Please copy each line of the data that includes the string "Incorrect".

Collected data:
---------------
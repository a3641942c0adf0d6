// OpenAI chat completions adapter
// Talks to any OpenAI-compatible `/chat/completions` endpoint over reqwest.
// Non-streaming; the first choice is the answer.

use async_trait::async_trait;
use reqwest::{Client, StatusCode};
use serde::Deserialize;
use tracing::{debug, error};

use crate::llm::provider::{
    Completion, CompletionClient, CompletionError, CompletionRequest, TokenUsage,
};

pub const OPENAI_API_BASE: &str = "https://api.openai.com/v1";

pub struct OpenAIClient {
    client: Client,
    api_key: String,
    base_url: String,
}

// Response types for the chat completions API
#[derive(Deserialize)]
struct ChatResponse {
    #[serde(default)]
    choices: Vec<ChatChoice>,
    #[serde(default)]
    usage: Option<ChatUsage>,
}

#[derive(Deserialize)]
struct ChatChoice {
    message: ChatResponseMessage,
    #[serde(default)]
    finish_reason: Option<String>,
}

#[derive(Deserialize)]
struct ChatResponseMessage {
    #[serde(default)]
    content: Option<String>,
}

#[derive(Deserialize)]
struct ChatUsage {
    prompt_tokens: u32,
    completion_tokens: u32,
    total_tokens: u32,
}

#[derive(Deserialize)]
struct ErrorResponse {
    error: ErrorBody,
}

#[derive(Deserialize)]
struct ErrorBody {
    message: String,
}

impl OpenAIClient {
    pub fn new(api_key: &str) -> Self {
        Self::with_base_url(api_key, OPENAI_API_BASE)
    }

    /// Point the client at another OpenAI-compatible endpoint.
    pub fn with_base_url(api_key: &str, base_url: &str) -> Self {
        Self {
            client: Client::new(),
            api_key: api_key.to_string(),
            base_url: base_url.trim_end_matches('/').to_string(),
        }
    }

    fn endpoint(&self) -> String {
        format!("{}/chat/completions", self.base_url)
    }

    fn classify_failure(status: StatusCode, body: &str) -> CompletionError {
        let message = serde_json::from_str::<ErrorResponse>(body)
            .map(|e| e.error.message)
            .unwrap_or_else(|_| body.to_string());

        match status {
            StatusCode::UNAUTHORIZED | StatusCode::FORBIDDEN => CompletionError::Auth(message),
            StatusCode::TOO_MANY_REQUESTS => CompletionError::RateLimit(message),
            _ => CompletionError::Api {
                status: status.as_u16(),
                message,
            },
        }
    }
}

#[async_trait]
impl CompletionClient for OpenAIClient {
    async fn complete(&self, request: &CompletionRequest) -> Result<Completion, CompletionError> {
        debug!(
            model = %request.model,
            messages = request.messages.len(),
            "Sending chat completion request"
        );

        let response = self
            .client
            .post(self.endpoint())
            .bearer_auth(&self.api_key)
            .json(request)
            .send()
            .await
            .map_err(|e| CompletionError::Network(e.to_string()))?;

        let status = response.status();
        let body = response
            .text()
            .await
            .map_err(|e| CompletionError::Network(e.to_string()))?;

        if !status.is_success() {
            let failure = Self::classify_failure(status, &body);
            error!(status = status.as_u16(), kind = failure.kind(), "Chat completion failed");
            return Err(failure);
        }

        let parsed: ChatResponse = serde_json::from_str(&body)
            .map_err(|e| CompletionError::MalformedResponse(e.to_string()))?;

        let choice = parsed
            .choices
            .into_iter()
            .next()
            .ok_or(CompletionError::EmptyResponse)?;
        let content = choice.message.content.ok_or(CompletionError::EmptyResponse)?;

        Ok(Completion {
            content,
            finish_reason: choice.finish_reason,
            usage: parsed.usage.map(|u| TokenUsage {
                prompt_tokens: u.prompt_tokens,
                completion_tokens: u.completion_tokens,
                total_tokens: u.total_tokens,
            }),
        })
    }
}

#[cfg(test)]
mod tests {
    use super::*;
    use crate::types::Message;
    use mockito::Matcher;
    use serde_json::json;

    fn request() -> CompletionRequest {
        CompletionRequest {
            model: "gpt-4o".to_string(),
            messages: vec![
                Message::system("You are a helpful AI assistant."),
                Message::user("hello"),
            ],
            temperature: 0.7,
        }
    }

    #[test]
    fn test_endpoint_trims_trailing_slash() {
        let client = OpenAIClient::with_base_url("k", "http://localhost:9999/v1/");
        assert_eq!(client.endpoint(), "http://localhost:9999/v1/chat/completions");
        assert_eq!(
            OpenAIClient::new("k").endpoint(),
            "https://api.openai.com/v1/chat/completions"
        );
    }

    #[tokio::test]
    async fn test_returns_first_choice() {
        let mut server = mockito::Server::new_async().await;
        let mock = server
            .mock("POST", "/chat/completions")
            .match_header("authorization", "Bearer test-key")
            .match_body(Matcher::PartialJson(json!({
                "model": "gpt-4o",
                "temperature": 0.7,
                "messages": [
                    {"role": "system", "content": "You are a helpful AI assistant."},
                    {"role": "user", "content": "hello"}
                ]
            })))
            .with_status(200)
            .with_header("content-type", "application/json")
            .with_body(
                json!({
                    "choices": [
                        {"index": 0, "message": {"role": "assistant", "content": "Hi there"}, "finish_reason": "stop"},
                        {"index": 1, "message": {"role": "assistant", "content": "Ignored"}, "finish_reason": "stop"}
                    ],
                    "usage": {"prompt_tokens": 12, "completion_tokens": 3, "total_tokens": 15}
                })
                .to_string(),
            )
            .create_async()
            .await;

        let client = OpenAIClient::with_base_url("test-key", &server.url());
        let completion = client.complete(&request()).await.unwrap();

        assert_eq!(completion.content, "Hi there");
        assert_eq!(completion.finish_reason.as_deref(), Some("stop"));
        assert_eq!(completion.usage.unwrap().total_tokens, 15);
        mock.assert_async().await;
    }

    #[tokio::test]
    async fn test_auth_failure() {
        let mut server = mockito::Server::new_async().await;
        server
            .mock("POST", "/chat/completions")
            .with_status(401)
            .with_body(r#"{"error": {"message": "Incorrect API key provided", "type": "invalid_request_error"}}"#)
            .create_async()
            .await;

        let client = OpenAIClient::with_base_url("bad-key", &server.url());
        let err = client.complete(&request()).await.unwrap_err();
        assert_eq!(err, CompletionError::Auth("Incorrect API key provided".to_string()));
        assert_eq!(err.kind(), "auth");
    }

    #[tokio::test]
    async fn test_rate_limit() {
        let mut server = mockito::Server::new_async().await;
        server
            .mock("POST", "/chat/completions")
            .with_status(429)
            .with_body("slow down")
            .create_async()
            .await;

        let client = OpenAIClient::with_base_url("k", &server.url());
        let err = client.complete(&request()).await.unwrap_err();
        assert_eq!(err, CompletionError::RateLimit("slow down".to_string()));
    }

    #[tokio::test]
    async fn test_server_error() {
        let mut server = mockito::Server::new_async().await;
        server
            .mock("POST", "/chat/completions")
            .with_status(500)
            .with_body(r#"{"error": {"message": "The server had an error"}}"#)
            .create_async()
            .await;

        let client = OpenAIClient::with_base_url("k", &server.url());
        let err = client.complete(&request()).await.unwrap_err();
        assert_eq!(
            err,
            CompletionError::Api {
                status: 500,
                message: "The server had an error".to_string()
            }
        );
    }

    #[tokio::test]
    async fn test_malformed_body() {
        let mut server = mockito::Server::new_async().await;
        server
            .mock("POST", "/chat/completions")
            .with_status(200)
            .with_body("<html>gateway</html>")
            .create_async()
            .await;

        let client = OpenAIClient::with_base_url("k", &server.url());
        let err = client.complete(&request()).await.unwrap_err();
        assert_eq!(err.kind(), "malformed_response");
    }

    #[tokio::test]
    async fn test_no_choices() {
        let mut server = mockito::Server::new_async().await;
        server
            .mock("POST", "/chat/completions")
            .with_status(200)
            .with_body(r#"{"choices": []}"#)
            .create_async()
            .await;

        let client = OpenAIClient::with_base_url("k", &server.url());
        let err = client.complete(&request()).await.unwrap_err();
        assert_eq!(err, CompletionError::EmptyResponse);
    }

    #[tokio::test]
    async fn test_unreachable_host() {
        // Port 9 (discard) is closed on test hosts; the connect fails fast.
        let client = OpenAIClient::with_base_url("k", "http://127.0.0.1:9");
        let err = client.complete(&request()).await.unwrap_err();
        assert_eq!(err.kind(), "network");
    }
}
---------------
* Answer to the problem *
            .with_body(r#"{"error": {"message": "Incorrect API key provided", "type": "invalid_request_error"}}"#)
        assert_eq!(err, CompletionError::Auth("Incorrect API key provided".to_string()));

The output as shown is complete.